Se o relatório começa por estabelecer um enfoque neste aspecto, deve-se a um reconhecimento implícito que qualquer processo de regulamentação pressupõe um conhecimento sobre o sector em questão, sobre os profissionais que nele operam e sobre as necessidades a que estes procuram responder. Exactamente por isso o documento estabelece como recomendação aos legisladores nacionais e supra-nacionais, bem como às associações profissionais, o mapeamento e classificação de todas as profissões ligadas ao património cultural, como forma de se produzir conhecimento estratégico sobre o sector e que permita sustentar orientações normativas que venham a ser produzidas no âmbito do mesmo.


A par da necessidade de identificação dos profissionais, surge a questão da definição de qualificações e competências.
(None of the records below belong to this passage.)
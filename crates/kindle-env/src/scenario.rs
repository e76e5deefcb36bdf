//! The [`Scenario`] trait: what a concrete environment must supply.

use std::fmt;

use indexmap::IndexMap;
use kindle_core::Grid;
use kindle_operator::Operator;
use kindle_space::{GridSpace, ObservationSpace, Space};
use rand::RngCore;

/// Auxiliary per-step diagnostics, keyed by name.
pub type Info = IndexMap<String, u64>;

/// The pieces [`CaEnv`](crate::CaEnv) drives: spaces, a coordinator, an
/// initial-state sampler, and the reward, termination, and report
/// policies.
///
/// `award`, `is_done`, and `report` are pure functions of the state
/// passed in. Counters that must survive between steps belong in the
/// context.
pub trait Scenario: Send + 'static {
    /// Action accepted by `step()`.
    type Action: Clone + fmt::Debug + Send + 'static;
    /// Context threaded alongside the grid.
    type Context: Clone + fmt::Debug + Send + 'static;
    /// Space of admissible contexts.
    type ContextSpace: Space<Value = Self::Context>;

    /// Human-readable name for logs.
    fn name(&self) -> &str;

    /// Space of admissible grids.
    fn grid_space(&self) -> &GridSpace;

    /// Space of admissible actions.
    fn action_space(&self) -> &dyn Space<Value = Self::Action>;

    /// Space of admissible `(grid, context)` observations.
    fn observation_space(&self) -> &ObservationSpace<Self::ContextSpace>;

    /// Operator run once per step.
    fn coordinator(&self) -> &dyn Operator<Action = Self::Action, Context = Self::Context>;

    /// Sample the state an episode starts from.
    fn initial_state(&self, rng: &mut dyn RngCore) -> (Grid, Self::Context);

    /// Reward for arriving in `(grid, context)`.
    fn award(&self, grid: &Grid, context: &Self::Context) -> f64;

    /// Whether `(grid, context)` ends the episode.
    fn is_done(&self, grid: &Grid, context: &Self::Context) -> bool;

    /// Diagnostics for `(grid, context)`.
    fn report(&self, grid: &Grid, context: &Self::Context) -> Info;
}
//! The [`Grid`] lattice and its [`Shape`].

use std::collections::BTreeMap;

use smallvec::SmallVec;

use crate::error::GridError;

/// A single cell value.
pub type CellState = i32;

/// Lattice dimensions, outermost first.
///
/// The `SmallVec<[usize; 2]>` keeps the common 2-D case inline.
pub type Shape = SmallVec<[usize; 2]>;

/// A fixed-shape, row-major array of cell states.
///
/// The shape is set at construction and never changes; only cell values
/// can be mutated. Membership of the values in a particular domain is
/// checked by the grid space, not by the grid itself.
#[derive(Clone, Debug, PartialEq, Eq, Hash)]
pub struct Grid {
    shape: Shape,
    cells: Vec<CellState>,
}

impl Grid {
    /// Build a grid from a shape and a row-major cell buffer.
    pub fn new(shape: impl Into<Shape>, cells: Vec<CellState>) -> Result<Self, GridError> {
        let shape = shape.into();
        let expected = checked_len(&shape)?;
        if cells.len() != expected {
            return Err(GridError::LengthMismatch {
                expected,
                actual: cells.len(),
            });
        }
        Ok(Self { shape, cells })
    }

    /// Build a grid with every cell set to `value`.
    pub fn filled(shape: impl Into<Shape>, value: CellState) -> Result<Self, GridError> {
        let shape = shape.into();
        let len = checked_len(&shape)?;
        Ok(Self {
            shape,
            cells: vec![value; len],
        })
    }

    /// Build a 2-D grid from nested rows.
    ///
    /// ```
    /// use kindle_core::Grid;
    ///
    /// let grid = Grid::from_rows(vec![vec![2, 2], vec![1, 0]]).unwrap();
    /// assert_eq!(grid.shape().as_slice(), &[2, 2]);
    /// assert_eq!(grid.get(1, 0), Some(1));
    /// ```
    pub fn from_rows(rows: Vec<Vec<CellState>>) -> Result<Self, GridError> {
        let n_rows = rows.len();
        let n_cols = rows.first().map_or(0, Vec::len);
        if let Some(row) = rows.iter().position(|r| r.len() != n_cols) {
            return Err(GridError::RaggedRows { row });
        }
        let cells = rows.into_iter().flatten().collect();
        Self::new(SmallVec::from_slice(&[n_rows, n_cols]), cells)
    }

    /// The grid's dimensions.
    pub fn shape(&self) -> &Shape {
        &self.shape
    }

    /// Number of dimensions.
    pub fn ndim(&self) -> usize {
        self.shape.len()
    }

    /// Total number of cells.
    pub fn len(&self) -> usize {
        self.cells.len()
    }

    /// Always `false`: construction rejects zero-sized shapes.
    pub fn is_empty(&self) -> bool {
        self.cells.is_empty()
    }

    /// Number of rows (first dimension).
    pub fn rows(&self) -> usize {
        self.shape[0]
    }

    /// Number of columns (second dimension, 1 for a 1-D grid).
    pub fn cols(&self) -> usize {
        self.shape.get(1).copied().unwrap_or(1)
    }

    /// Row-major cell buffer.
    pub fn cells(&self) -> &[CellState] {
        &self.cells
    }

    /// Mutable row-major cell buffer. The length cannot change.
    pub fn cells_mut(&mut self) -> &mut [CellState] {
        &mut self.cells
    }

    /// Flat index of `(row, col)`, or `None` if out of bounds.
    pub fn index(&self, row: usize, col: usize) -> Option<usize> {
        if row < self.rows() && col < self.cols() {
            Some(row * self.cols() + col)
        } else {
            None
        }
    }

    /// Value at `(row, col)`.
    pub fn get(&self, row: usize, col: usize) -> Option<CellState> {
        self.index(row, col).map(|i| self.cells[i])
    }

    /// Overwrite the value at `(row, col)`.
    ///
    /// Returns the previous value, or `None` if the position is out of bounds.
    pub fn set(&mut self, row: usize, col: usize, value: CellState) -> Option<CellState> {
        let i = self.index(row, col)?;
        Some(std::mem::replace(&mut self.cells[i], value))
    }

    /// Number of cells holding `value`.
    pub fn count(&self, value: CellState) -> usize {
        self.cells.iter().filter(|&&v| v == value).count()
    }

    /// Per-value cell counts, ordered by value.
    pub fn count_cells(&self) -> BTreeMap<CellState, usize> {
        let mut counts = BTreeMap::new();
        for &v in &self.cells {
            *counts.entry(v).or_insert(0) += 1;
        }
        counts
    }
}

/// Product of the dimensions, rejecting empty shapes and zero dimensions.
pub(crate) fn checked_len(shape: &Shape) -> Result<usize, GridError> {
    if shape.is_empty() || shape.contains(&0) {
        return Err(GridError::InvalidShape {
            shape: shape.clone(),
        });
    }
    shape
        .iter()
        .try_fold(1usize, |acc, &d| acc.checked_mul(d))
        .ok_or_else(|| GridError::InvalidShape {
            shape: shape.clone(),
        })
}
O relatório reforça um entendimento que surge já expresso em outros documentos europeus e que remete para a existência de exigências específicas associadas ao património cultural, determinando esse aspecto a necessidade de percursos formativos ajustados às mesmas (de âmbito superior mas também vocacional).


As profissões do património surgem perspectivadas como actividades que requerem uma formação própria, associadas a um contexto complexo, multidisciplinar, com exigências de âmbito teórico e/ou prático, e que determinam a aquisição de competências de uma forma continuada, como forma de resposta aos desafios colocados pelas diferentes realidades que constituem o património cultural.


Neste âmbito, uma das medidas recomendadas para a sustentabilidade futura do património cultural e que surge directamente relacionada com os percursos formativos e profissionais, passa pelo desenvolvimento por parte dos países de sistemas de acreditação, certificação ou registo dos profissionais que intervêm no património cultural.


Em 2017, no documento produzido pelo Conselho da Europa «Estratégia para o século XXI para o património cultural», surge já expresso esse entendimento e na Convenção de Faro subscrita por Portugal em 2005, surge como um dos compromissos dos signatários (que incluiu o Estado Português) no âmbito da utilização sustentável do património cultural.


A acreditação como sistema de reconhecimento e certificação profissional é a forma mais eficaz de assegurar a qualidade das intervenções no património cultural, o desenvolvimento de boas práticas e, ao mesmo tempo, de regular o exercício das profissões.


Em Portugal, existe já um organismo do Estado na área do património vocacionado para esse efeito. A Direcção-Geral do Património Cultural tem inscrito nas suas atribuições a certificação de entidades, organizações e indivíduos que exerçam actividades no âmbito do Património Cultural.

Persistir na não implementação de um sistema de acreditação, decorridos quinze anos da subscrição da Convenção de Faro e depois das recomendações produzidas pela União Europeia e pelo Conselho da Europa, torna-se cada vez menos compreensível, ainda para mais quando existem já vários intervenientes capazes de auxiliar o Estado nessa missão (associações profissionais, instituições de ensino, associações de defesa do património).


Não existirá preservação e sustentabilidade do património sem profissionais competentes, preparados para tal e devidamente reconhecidos e acreditados. Esta é uma das mensagens que encontra eco no documento publicado pela União Europeia e que fica como um dos principais contributos do ano europeu do património cultural.


Cabe mais uma vez aos Estados materializarem esta mudança, que assume uma importância decisiva para o futuro do património cultural. No caso do Estado português, permitiria também dar resposta a uma necessidade com mais de 18 anos, e que se prende com a regulamentação da lei de bases do património, mais concretamente com a definição das qualificações dos técnicos habilitados a intervirem no património, que não encontra qualquer resposta na legislação existente.